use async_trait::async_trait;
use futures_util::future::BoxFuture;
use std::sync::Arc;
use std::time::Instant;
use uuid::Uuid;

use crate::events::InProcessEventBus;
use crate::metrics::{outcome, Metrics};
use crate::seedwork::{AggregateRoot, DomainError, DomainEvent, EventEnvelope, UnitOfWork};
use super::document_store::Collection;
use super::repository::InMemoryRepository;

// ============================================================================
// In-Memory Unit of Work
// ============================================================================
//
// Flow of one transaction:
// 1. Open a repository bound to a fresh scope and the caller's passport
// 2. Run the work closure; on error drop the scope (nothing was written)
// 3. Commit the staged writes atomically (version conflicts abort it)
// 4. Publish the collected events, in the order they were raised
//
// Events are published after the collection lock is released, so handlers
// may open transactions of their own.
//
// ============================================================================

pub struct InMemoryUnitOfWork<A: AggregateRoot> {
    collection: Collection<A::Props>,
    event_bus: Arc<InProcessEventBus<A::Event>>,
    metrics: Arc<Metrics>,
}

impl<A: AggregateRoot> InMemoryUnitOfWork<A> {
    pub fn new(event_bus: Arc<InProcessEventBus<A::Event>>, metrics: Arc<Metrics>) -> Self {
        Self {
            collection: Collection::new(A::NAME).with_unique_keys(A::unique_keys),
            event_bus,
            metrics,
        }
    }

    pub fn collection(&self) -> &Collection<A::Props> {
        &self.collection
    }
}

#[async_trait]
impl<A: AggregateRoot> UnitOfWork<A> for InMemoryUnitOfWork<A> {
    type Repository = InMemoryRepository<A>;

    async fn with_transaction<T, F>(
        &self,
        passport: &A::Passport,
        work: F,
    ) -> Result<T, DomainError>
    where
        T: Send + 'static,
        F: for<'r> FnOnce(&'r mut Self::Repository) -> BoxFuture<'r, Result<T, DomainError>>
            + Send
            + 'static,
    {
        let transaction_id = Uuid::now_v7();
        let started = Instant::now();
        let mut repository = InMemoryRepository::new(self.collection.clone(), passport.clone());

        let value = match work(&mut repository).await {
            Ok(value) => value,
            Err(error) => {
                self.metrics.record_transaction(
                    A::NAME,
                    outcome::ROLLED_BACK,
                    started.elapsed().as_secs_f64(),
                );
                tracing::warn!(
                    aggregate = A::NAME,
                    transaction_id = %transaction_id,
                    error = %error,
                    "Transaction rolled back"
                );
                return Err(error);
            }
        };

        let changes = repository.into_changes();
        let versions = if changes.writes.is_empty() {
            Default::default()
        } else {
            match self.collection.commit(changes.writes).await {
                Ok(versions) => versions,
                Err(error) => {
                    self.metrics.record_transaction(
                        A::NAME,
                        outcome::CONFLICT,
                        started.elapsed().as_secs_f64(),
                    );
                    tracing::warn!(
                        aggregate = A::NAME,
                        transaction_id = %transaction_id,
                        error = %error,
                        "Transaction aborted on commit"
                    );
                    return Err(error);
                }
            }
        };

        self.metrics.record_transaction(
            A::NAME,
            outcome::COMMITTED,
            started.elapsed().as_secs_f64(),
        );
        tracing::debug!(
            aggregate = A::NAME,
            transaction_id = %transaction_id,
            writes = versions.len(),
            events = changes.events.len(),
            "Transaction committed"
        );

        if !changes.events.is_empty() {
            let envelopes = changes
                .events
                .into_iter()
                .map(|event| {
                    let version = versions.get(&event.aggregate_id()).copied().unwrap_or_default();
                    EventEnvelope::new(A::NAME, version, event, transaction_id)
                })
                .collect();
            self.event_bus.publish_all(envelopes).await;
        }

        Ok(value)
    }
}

····················

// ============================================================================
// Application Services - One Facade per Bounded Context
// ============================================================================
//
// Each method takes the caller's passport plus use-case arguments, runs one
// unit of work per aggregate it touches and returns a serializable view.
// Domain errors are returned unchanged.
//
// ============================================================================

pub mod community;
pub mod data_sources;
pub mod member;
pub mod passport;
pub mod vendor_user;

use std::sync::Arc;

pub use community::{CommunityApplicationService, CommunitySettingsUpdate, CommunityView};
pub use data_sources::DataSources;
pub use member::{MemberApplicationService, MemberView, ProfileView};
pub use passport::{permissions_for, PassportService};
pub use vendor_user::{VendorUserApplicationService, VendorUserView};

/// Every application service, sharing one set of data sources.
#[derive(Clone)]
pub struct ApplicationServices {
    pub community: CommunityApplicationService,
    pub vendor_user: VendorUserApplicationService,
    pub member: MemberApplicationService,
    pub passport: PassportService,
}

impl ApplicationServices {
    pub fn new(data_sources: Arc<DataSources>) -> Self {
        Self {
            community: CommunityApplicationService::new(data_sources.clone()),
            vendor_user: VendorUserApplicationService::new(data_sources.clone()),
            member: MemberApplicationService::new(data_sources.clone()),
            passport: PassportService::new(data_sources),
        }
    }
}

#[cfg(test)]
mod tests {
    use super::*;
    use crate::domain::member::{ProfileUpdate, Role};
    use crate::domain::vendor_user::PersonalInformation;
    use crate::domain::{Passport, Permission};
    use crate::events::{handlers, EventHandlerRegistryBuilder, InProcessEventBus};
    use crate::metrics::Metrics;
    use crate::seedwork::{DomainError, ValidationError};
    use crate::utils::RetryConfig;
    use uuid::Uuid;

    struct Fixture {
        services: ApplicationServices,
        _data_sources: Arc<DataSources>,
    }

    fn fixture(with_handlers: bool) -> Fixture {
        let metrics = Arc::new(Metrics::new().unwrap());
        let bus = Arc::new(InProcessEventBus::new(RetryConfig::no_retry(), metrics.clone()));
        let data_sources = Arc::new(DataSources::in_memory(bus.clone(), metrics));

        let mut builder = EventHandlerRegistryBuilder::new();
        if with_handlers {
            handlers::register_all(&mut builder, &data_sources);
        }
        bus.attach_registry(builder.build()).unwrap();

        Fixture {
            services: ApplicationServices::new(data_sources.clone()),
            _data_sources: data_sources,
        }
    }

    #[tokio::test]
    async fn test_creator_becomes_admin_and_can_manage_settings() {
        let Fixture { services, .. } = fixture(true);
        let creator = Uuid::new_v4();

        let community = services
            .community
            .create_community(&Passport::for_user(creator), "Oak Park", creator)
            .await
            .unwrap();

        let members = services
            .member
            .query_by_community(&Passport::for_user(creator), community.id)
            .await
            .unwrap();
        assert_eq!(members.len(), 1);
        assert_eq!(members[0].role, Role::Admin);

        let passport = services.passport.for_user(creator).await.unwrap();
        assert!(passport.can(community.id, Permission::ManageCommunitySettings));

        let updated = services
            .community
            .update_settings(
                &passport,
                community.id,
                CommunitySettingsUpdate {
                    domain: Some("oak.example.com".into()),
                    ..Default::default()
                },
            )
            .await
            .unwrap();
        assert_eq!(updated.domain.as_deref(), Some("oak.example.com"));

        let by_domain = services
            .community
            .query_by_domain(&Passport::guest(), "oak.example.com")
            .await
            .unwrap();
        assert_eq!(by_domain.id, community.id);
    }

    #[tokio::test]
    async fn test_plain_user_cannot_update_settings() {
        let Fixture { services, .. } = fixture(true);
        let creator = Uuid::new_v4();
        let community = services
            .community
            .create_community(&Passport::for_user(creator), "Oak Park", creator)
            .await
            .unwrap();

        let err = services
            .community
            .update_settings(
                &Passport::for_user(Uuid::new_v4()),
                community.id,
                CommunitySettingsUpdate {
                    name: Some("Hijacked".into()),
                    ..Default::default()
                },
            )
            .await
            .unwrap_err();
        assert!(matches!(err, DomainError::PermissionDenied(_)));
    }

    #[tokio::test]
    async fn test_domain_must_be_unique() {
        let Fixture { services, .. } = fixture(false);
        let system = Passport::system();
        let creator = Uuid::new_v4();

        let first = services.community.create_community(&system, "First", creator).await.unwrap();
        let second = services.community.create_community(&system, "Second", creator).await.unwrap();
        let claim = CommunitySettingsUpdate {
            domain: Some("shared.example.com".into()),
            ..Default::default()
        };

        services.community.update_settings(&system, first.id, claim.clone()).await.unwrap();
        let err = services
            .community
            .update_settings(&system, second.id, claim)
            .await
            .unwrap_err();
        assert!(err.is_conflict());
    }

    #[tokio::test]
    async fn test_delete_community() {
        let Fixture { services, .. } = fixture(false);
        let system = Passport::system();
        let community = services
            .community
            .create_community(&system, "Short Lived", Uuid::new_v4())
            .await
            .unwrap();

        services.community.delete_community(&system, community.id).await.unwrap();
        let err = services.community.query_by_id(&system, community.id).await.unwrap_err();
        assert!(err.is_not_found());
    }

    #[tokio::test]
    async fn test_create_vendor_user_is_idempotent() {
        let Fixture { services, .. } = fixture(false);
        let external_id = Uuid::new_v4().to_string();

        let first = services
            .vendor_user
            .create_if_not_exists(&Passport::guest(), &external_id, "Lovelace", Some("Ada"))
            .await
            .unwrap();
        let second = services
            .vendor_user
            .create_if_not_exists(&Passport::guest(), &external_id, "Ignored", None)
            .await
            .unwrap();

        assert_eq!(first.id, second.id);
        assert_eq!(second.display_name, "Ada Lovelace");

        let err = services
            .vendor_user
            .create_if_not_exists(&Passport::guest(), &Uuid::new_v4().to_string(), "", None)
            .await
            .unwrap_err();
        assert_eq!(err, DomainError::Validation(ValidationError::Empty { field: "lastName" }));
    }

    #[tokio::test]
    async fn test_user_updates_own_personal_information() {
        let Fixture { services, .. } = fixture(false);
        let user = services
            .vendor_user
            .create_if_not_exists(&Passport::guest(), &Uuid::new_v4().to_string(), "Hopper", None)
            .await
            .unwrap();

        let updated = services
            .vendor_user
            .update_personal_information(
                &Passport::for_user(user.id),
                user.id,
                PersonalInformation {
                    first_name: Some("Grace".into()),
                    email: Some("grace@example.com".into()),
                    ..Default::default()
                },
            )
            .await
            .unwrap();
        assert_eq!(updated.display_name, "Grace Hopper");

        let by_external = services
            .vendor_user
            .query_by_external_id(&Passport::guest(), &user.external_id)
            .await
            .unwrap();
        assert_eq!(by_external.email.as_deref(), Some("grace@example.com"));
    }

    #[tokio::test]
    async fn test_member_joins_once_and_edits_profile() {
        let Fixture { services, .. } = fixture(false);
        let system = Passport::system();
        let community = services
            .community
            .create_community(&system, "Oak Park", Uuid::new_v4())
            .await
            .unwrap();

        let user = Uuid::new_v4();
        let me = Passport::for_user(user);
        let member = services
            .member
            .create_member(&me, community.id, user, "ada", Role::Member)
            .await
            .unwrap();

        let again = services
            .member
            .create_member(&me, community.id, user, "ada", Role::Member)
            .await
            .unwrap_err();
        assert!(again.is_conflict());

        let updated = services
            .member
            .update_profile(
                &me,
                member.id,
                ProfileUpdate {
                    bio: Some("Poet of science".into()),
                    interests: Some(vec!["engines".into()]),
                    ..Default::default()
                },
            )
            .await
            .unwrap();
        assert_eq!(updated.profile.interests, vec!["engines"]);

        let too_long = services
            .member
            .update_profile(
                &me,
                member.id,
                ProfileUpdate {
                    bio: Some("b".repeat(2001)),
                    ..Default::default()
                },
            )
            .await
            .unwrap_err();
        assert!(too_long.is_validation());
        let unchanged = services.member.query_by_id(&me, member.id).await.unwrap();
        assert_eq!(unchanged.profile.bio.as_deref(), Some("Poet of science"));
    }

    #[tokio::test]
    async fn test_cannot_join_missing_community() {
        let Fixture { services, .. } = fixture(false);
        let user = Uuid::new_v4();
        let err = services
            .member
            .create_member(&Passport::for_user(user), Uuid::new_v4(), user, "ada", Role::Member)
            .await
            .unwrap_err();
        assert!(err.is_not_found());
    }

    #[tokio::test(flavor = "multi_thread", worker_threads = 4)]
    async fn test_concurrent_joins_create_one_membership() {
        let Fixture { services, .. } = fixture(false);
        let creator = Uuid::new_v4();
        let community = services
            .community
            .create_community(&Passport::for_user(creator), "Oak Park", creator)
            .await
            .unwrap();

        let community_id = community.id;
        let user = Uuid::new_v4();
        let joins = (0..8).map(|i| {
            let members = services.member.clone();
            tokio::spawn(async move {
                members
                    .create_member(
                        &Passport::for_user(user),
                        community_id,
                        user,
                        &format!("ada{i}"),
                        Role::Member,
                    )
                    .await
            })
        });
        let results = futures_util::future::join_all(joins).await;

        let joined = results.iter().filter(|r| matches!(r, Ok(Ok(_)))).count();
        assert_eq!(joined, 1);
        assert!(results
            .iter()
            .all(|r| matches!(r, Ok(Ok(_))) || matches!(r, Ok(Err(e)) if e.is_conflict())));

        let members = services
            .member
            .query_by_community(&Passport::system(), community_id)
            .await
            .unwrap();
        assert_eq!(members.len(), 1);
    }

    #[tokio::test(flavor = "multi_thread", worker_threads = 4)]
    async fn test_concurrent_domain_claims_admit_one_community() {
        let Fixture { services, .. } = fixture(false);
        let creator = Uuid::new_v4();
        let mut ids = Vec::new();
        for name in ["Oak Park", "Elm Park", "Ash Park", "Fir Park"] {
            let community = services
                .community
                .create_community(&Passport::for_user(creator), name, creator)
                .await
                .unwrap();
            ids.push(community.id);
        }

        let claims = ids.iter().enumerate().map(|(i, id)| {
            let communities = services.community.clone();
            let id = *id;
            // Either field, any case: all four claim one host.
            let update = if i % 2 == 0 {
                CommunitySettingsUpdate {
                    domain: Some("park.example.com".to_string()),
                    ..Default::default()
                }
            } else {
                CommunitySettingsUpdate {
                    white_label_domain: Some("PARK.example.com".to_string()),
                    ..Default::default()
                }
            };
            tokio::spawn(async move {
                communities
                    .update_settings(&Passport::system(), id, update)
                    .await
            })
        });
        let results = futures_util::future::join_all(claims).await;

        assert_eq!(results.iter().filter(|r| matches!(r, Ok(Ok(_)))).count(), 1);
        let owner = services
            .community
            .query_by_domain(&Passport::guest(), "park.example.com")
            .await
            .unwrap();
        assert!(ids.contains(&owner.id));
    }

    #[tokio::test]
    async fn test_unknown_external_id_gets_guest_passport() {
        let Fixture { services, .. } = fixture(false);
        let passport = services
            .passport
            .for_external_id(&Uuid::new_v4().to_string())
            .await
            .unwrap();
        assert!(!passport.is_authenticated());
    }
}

····················

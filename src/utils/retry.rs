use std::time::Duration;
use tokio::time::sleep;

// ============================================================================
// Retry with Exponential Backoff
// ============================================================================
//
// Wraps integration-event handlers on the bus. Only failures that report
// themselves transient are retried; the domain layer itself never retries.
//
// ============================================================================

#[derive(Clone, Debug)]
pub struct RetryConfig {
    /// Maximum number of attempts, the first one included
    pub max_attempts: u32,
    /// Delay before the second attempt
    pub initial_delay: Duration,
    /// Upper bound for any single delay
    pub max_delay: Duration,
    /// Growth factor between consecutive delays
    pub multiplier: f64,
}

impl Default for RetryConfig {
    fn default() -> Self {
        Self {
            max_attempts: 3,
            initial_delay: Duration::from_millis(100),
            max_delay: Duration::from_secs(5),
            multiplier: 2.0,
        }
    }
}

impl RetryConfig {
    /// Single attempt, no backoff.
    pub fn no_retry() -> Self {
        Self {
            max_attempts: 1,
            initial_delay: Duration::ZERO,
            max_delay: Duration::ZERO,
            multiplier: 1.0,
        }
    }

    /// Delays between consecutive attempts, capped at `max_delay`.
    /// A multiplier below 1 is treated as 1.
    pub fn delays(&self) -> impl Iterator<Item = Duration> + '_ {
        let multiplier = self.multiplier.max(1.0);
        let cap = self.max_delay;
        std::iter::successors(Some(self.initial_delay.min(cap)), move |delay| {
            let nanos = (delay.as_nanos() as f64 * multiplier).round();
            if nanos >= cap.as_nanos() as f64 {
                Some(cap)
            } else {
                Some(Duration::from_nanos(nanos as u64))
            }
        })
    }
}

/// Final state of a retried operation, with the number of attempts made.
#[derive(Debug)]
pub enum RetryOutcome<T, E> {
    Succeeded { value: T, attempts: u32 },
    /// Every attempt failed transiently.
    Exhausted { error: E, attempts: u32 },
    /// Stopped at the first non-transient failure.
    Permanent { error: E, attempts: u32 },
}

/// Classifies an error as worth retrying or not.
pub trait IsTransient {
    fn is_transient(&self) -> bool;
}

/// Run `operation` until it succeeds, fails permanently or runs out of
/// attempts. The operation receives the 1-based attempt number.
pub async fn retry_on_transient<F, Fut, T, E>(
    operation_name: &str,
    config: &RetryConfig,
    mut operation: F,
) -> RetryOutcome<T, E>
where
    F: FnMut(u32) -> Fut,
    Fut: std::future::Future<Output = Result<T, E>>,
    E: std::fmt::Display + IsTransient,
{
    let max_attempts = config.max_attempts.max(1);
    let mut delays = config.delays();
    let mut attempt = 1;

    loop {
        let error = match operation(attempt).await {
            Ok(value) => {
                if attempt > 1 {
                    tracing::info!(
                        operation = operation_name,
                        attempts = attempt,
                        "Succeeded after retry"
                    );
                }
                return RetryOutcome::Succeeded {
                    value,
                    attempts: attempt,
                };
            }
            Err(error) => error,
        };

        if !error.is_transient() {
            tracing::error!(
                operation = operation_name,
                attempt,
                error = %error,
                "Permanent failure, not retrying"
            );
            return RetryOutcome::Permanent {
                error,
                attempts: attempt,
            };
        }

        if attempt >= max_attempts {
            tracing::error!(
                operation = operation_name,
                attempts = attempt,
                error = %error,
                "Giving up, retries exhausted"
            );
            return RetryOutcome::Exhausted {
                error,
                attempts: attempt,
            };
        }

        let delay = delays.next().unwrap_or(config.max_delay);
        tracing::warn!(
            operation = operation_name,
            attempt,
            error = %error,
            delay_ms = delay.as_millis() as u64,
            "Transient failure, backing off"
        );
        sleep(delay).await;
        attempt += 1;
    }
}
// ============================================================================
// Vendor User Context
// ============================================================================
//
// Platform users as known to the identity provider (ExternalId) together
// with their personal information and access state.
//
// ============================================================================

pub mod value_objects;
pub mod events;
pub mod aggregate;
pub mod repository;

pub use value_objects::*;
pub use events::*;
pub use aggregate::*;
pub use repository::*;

····················

# Exercise details:
Wherever a line of the data above contains "ZERO", copy that line.

# Written solution:
            initial_delay: Duration::ZERO,
            max_delay: Duration::ZERO,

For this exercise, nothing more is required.